Yes, but the learning isn't constrained by those laws. If I steal a book and read it, I'm guilty of the crime of theft. You can put me in jail, try me before a jury, fine me, and put me in prison according to whatever laws I broke.
Nothing in my sentence constrains my ability to teach someone else the stuff I learned, though! In fact, the first amendment makes it pretty damn clear that nothing can constrain that freedom.
Also, note that the example is malformed: in almost all these cases, Meta et. al. aren't "stealing" anything anyway. They're downloading and reading stuff on the internet that is available for free. If you or I can't be prosecuted for reading a preprint from arXiv.org or whatever, it's a very hard case to make that an AI can.

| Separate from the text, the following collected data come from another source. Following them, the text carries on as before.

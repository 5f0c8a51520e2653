use std::path::{Path, PathBuf};
use std::process::ExitCode;

use clap::Parser;
use tokio::sync::watch;
use tracing::{error, info, warn};

use pr_review_bot::error::ConfigError;
use pr_review_bot::models::DateRange;
use pr_review_bot::utils::logging;
use pr_review_bot::{parse_pr_reference, App, Config};

const DEFAULT_CONFIG_PATH: &str = "config.toml";
const EXIT_PR_FAILURE: u8 = 1;
const EXIT_GLOBAL_FAILURE: u8 = 2;

#[derive(Parser)]
#[command(name = "pr-review-bot")]
#[command(about = "Automated reviewer for 30 Days of Solidity pull requests", long_about = None)]
struct Cli {
    /// PR 编号或 GitHub PR 链接，可以给多个
    #[arg(
        long = "pr",
        value_name = "PR",
        num_args = 1..,
        required_unless_present = "since",
        conflicts_with_all = ["since", "until"]
    )]
    prs: Vec<String>,

    /// 评审该时间之后创建的全部 PR（YYYY-MM-DD 或 RFC 3339，UTC）
    #[arg(long, value_name = "DATE")]
    since: Option<String>,

    /// 与 --since 一起使用，默认到当前时间
    #[arg(long, value_name = "DATE", requires = "since")]
    until: Option<String>,

    /// 只计算决策，不发布评审、标签或合并
    #[arg(long)]
    dry_run: bool,

    /// TOML 配置文件，未指定时读取 ./config.toml（不存在则使用默认值）
    #[arg(long, value_name = "PATH")]
    config: Option<PathBuf>,

    /// 显示 debug 日志
    #[arg(long)]
    verbose: bool,
}

/// 待评审的 PR 来源
enum PrSelection {
    Explicit(Vec<u64>),
    Created(DateRange),
}

impl Cli {
    fn selection(&self) -> Result<PrSelection, ConfigError> {
        match &self.since {
            Some(since) => DateRange::parse(since, self.until.as_deref(), chrono::Utc::now())
                .map(PrSelection::Created),
            None => self
                .prs
                .iter()
                .map(|p| parse_pr_reference(p))
                .collect::<Result<Vec<u64>, _>>()
                .map(PrSelection::Explicit),
        }
    }
}

#[tokio::main]
async fn main() -> ExitCode {
    let cli = Cli::parse();

    // 加载配置（显式指定的文件必须存在）
    let config = match &cli.config {
        Some(path) => Config::load(path, true),
        None => Config::load(Path::new(DEFAULT_CONFIG_PATH), false),
    };

    // 初始化日志
    let verbose = cli.verbose || config.as_ref().is_ok_and(|c| c.verbose_logging);
    logging::init(verbose);

    let config = match config {
        Ok(config) => config,
        Err(e) => {
            error!("❌ 配置错误: {}", e);
            return ExitCode::from(EXIT_GLOBAL_FAILURE);
        }
    };

    let selection = match cli.selection() {
        Ok(selection) => selection,
        Err(e) => {
            error!("❌ {}", e);
            return ExitCode::from(EXIT_GLOBAL_FAILURE);
        }
    };

    // 初始化应用
    let app = match App::initialize(config, cli.dry_run).await {
        Ok(app) => app,
        Err(e) => {
            error!("❌ 初始化失败: {}", e);
            return ExitCode::from(EXIT_GLOBAL_FAILURE);
        }
    };

    let pr_numbers = match selection {
        PrSelection::Explicit(numbers) => numbers,
        PrSelection::Created(range) => match app.prs_in_range(&range).await {
            Ok(numbers) => numbers,
            Err(e) => {
                error!("❌ 获取 PR 列表失败: {}", e);
                return ExitCode::from(EXIT_GLOBAL_FAILURE);
            }
        },
    };

    if pr_numbers.is_empty() {
        info!("没有需要评审的 PR");
        return ExitCode::SUCCESS;
    }

    // Ctrl-C → 当前 PR 完成后停止
    let (cancel_tx, cancel_rx) = watch::channel(false);
    tokio::spawn(async move {
        if tokio::signal::ctrl_c().await.is_ok() {
            warn!("🛑 收到 Ctrl-C，当前 PR 完成后停止");
            let _ = cancel_tx.send(true);
        }
    });

    let result = app.run(&pr_numbers, cancel_rx).await;

    if result.all_decided() {
        ExitCode::SUCCESS
    } else {
        ExitCode::from(EXIT_PR_FAILURE)
    }
}
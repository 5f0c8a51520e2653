pub mod challenge;
pub mod detection;
pub mod loaders;
pub mod pull_request;
pub mod review;

pub use challenge::{Challenge, ChallengeCatalog, DayContext};
pub use detection::{DetectionMethod, DetectionSignal, ResolvedDay};
pub use loaders::load_catalog;
pub use pull_request::{
    parse_pr_reference, select_in_range, ChangedFile, DateRange, ListingCounts, PrSummary,
    PullRequest,
};
pub use review::{
    ChallengeVerdict, FileReview, ReviewAction, ReviewDecision, ReviewStatus, TokenUsage,
};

Again, copyright isn't the tool here. We need better laws.
Sure, but OpenAI (same as Google, and Facebook, and all the others) is illegally copying the book, and they want this to be legal for them.
It's perhaps arguable whether it's OK for an LLM to be trained on freely available but licensed works, such as the Linux source code. There you can get in arguments about learning vs machine processing, and whether the LLM is a derived work etc
But it's not arguable that copying a book that you have not even bought to store in your corporate data lake to later use for training is a blatant violation of basic copyright. It's exactly like borrowing a book from a library, photocopying it, and then putting it in your employee-only corporate library.
One thing is downloading pirated copy and reading it for yourself and another thing is running a business based on downloading millions of pirated works.